Welcome to All Sensors “Put the Pressure on Us” blog. This blog brings out pressure sensor aspects in a variety of applications inspired by headlines, consumer and industry requirements, market research, government activities, and you.
“Pressure, pushing down on me, pressing down on you.” Queen & David Bowie
Great song and, perhaps, a fitting summary for 2020. Adios, 2020! However, pressure, or more appropriately, the stress due to many traumatic moments of daily life, gets a bad rap, since we actually rely on pressure for a variety of life-enabling, life-sustaining and life-enhancing functions. Several of these have been addressed in previous “Put the Pressure on US” blogs. See: “The Pressures of Daily Life on Earth” and “The Pressures of a Modern Lifestyle” for more examples of pressures experienced every day.
Freddie Mercury and David Bowie sing Under Pressure.

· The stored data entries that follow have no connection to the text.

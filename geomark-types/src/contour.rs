//! Open and closed sequences of points.

use serde::{Deserialize, Serialize};

/// Sequence of points that is either open (a line string) or closed (a ring).
///
/// A closed contour does not repeat its first point at the end, the closing segment is implied.
#[derive(Debug, Default, Clone, PartialEq, Deserialize, Serialize)]
pub struct Contour<Point> {
    points: Vec<Point>,
    is_closed: bool,
}

impl<Point> std::ops::Deref for Contour<Point> {
    type Target = Vec<Point>;

    fn deref(&self) -> &Self::Target {
        &self.points
    }
}

impl<Point> Contour<Point> {
    /// Creates a new contour.
    pub fn new(points: Vec<Point>, is_closed: bool) -> Self {
        Self { points, is_closed }
    }

    /// Creates a new open contour.
    pub fn open(points: Vec<Point>) -> Self {
        Self {
            points,
            is_closed: false,
        }
    }

    /// Creates a new closed contour.
    pub fn closed(points: Vec<Point>) -> Self {
        Self {
            points,
            is_closed: true,
        }
    }

    /// Whether the last point connects back to the first one.
    pub fn is_closed(&self) -> bool {
        self.is_closed
    }

    /// Converts self into a `ClosedContour` instance if the contour is closed, or returns `None` if the contour is
    /// open.
    pub fn into_closed(self) -> Option<ClosedContour<Point>> {
        if self.is_closed {
            Some(ClosedContour {
                points: self.points,
            })
        } else {
            None
        }
    }

    /// Converts every point with `convert`. Returns `None` if any of the points cannot be converted.
    pub fn map_points<T>(&self, convert: impl FnMut(&Point) -> Option<T>) -> Option<Contour<T>> {
        let points = self.points.iter().map(convert).collect::<Option<Vec<T>>>()?;
        Some(Contour {
            points,
            is_closed: self.is_closed,
        })
    }

    /// Iterates over segments of the contour, including the closing segment for closed contours.
    pub fn iter_segments(&self) -> impl Iterator<Item = (&Point, &Point)> {
        let closing = match (self.is_closed, self.points.first(), self.points.last()) {
            (true, Some(first), Some(last)) if self.points.len() > 1 => Some((last, first)),
            _ => None,
        };

        self.points
            .windows(2)
            .map(|pair| (&pair[0], &pair[1]))
            .chain(closing)
    }
}

/// Ring of points. The first point is not repeated at the end.
#[derive(Debug, Clone, Default, PartialEq, Deserialize, Serialize)]
pub struct ClosedContour<Point> {
    /// Points of the contour.
    pub points: Vec<Point>,
}

impl<Point> ClosedContour<Point> {
    /// Creates a new closed contour.
    pub fn new(points: Vec<Point>) -> Self {
        Self { points }
    }

    /// Iterates over the points of the ring, returning the first point once more at the end.
    pub fn iter_points_closing(&self) -> impl Iterator<Item = &Point> {
        self.points.iter().chain(self.points.first())
    }

    /// Converts every point with `convert`. Returns `None` if any of the points cannot be converted.
    pub fn map_points<T>(
        &self,
        convert: impl FnMut(&Point) -> Option<T>,
    ) -> Option<ClosedContour<T>> {
        let points = self.points.iter().map(convert).collect::<Option<Vec<T>>>()?;
        Some(ClosedContour { points })
    }
}

impl<P> From<ClosedContour<P>> for Contour<P> {
    fn from(value: ClosedContour<P>) -> Self {
        Self {
            points: value.points,
            is_closed: true,
        }
    }
}

#[cfg(test)]
mod tests {
    use super::*;

    #[test]
    fn segments_of_open_contour() {
        let contour = Contour::open(vec![1, 2, 3]);
        let segments: Vec<_> = contour.iter_segments().collect();
        assert_eq!(segments, vec![(&1, &2), (&2, &3)]);
    }

    #[test]
    fn segments_of_closed_contour() {
        let contour = Contour::closed(vec![1, 2, 3]);
        let segments: Vec<_> = contour.iter_segments().collect();
        assert_eq!(segments, vec![(&1, &2), (&2, &3), (&3, &1)]);
    }

    #[test]
    fn closing_iterator_repeats_first_point() {
        let ring = ClosedContour::new(vec![1, 2, 3]);
        assert_eq!(ring.iter_points_closing().copied().collect::<Vec<_>>(), vec![1, 2, 3, 1]);
    }

    #[test]
    fn map_points_fails_on_any_point() {
        let contour = Contour::open(vec![1, -2, 3]);
        assert!(contour
            .map_points(|p| if *p > 0 { Some(*p) } else { None })
            .is_none());
        assert_eq!(
            contour.map_points(|p| Some(p * 2)),
            Some(Contour::open(vec![2, -4, 6]))
        );
    }
}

To deal with the very real pressures of daily living, you need a wide variety of pressure sensors to measure, monitor and control air and a variety of gases, water and a variety of other liquids as well as numerous human body pressures. From low (<5 cmH2O) to high (<500 psi and even <6000 psi) pressures in well-controlled to hostile environments, All Sensors offers 52 series of pressure sensors with a variety of outputs including basic, millivolt and amplified analog as well as digital to address these real pressures, including breathing.
Do you have a pressure sensing question? Let us know and we’ll address it in an upcoming blog.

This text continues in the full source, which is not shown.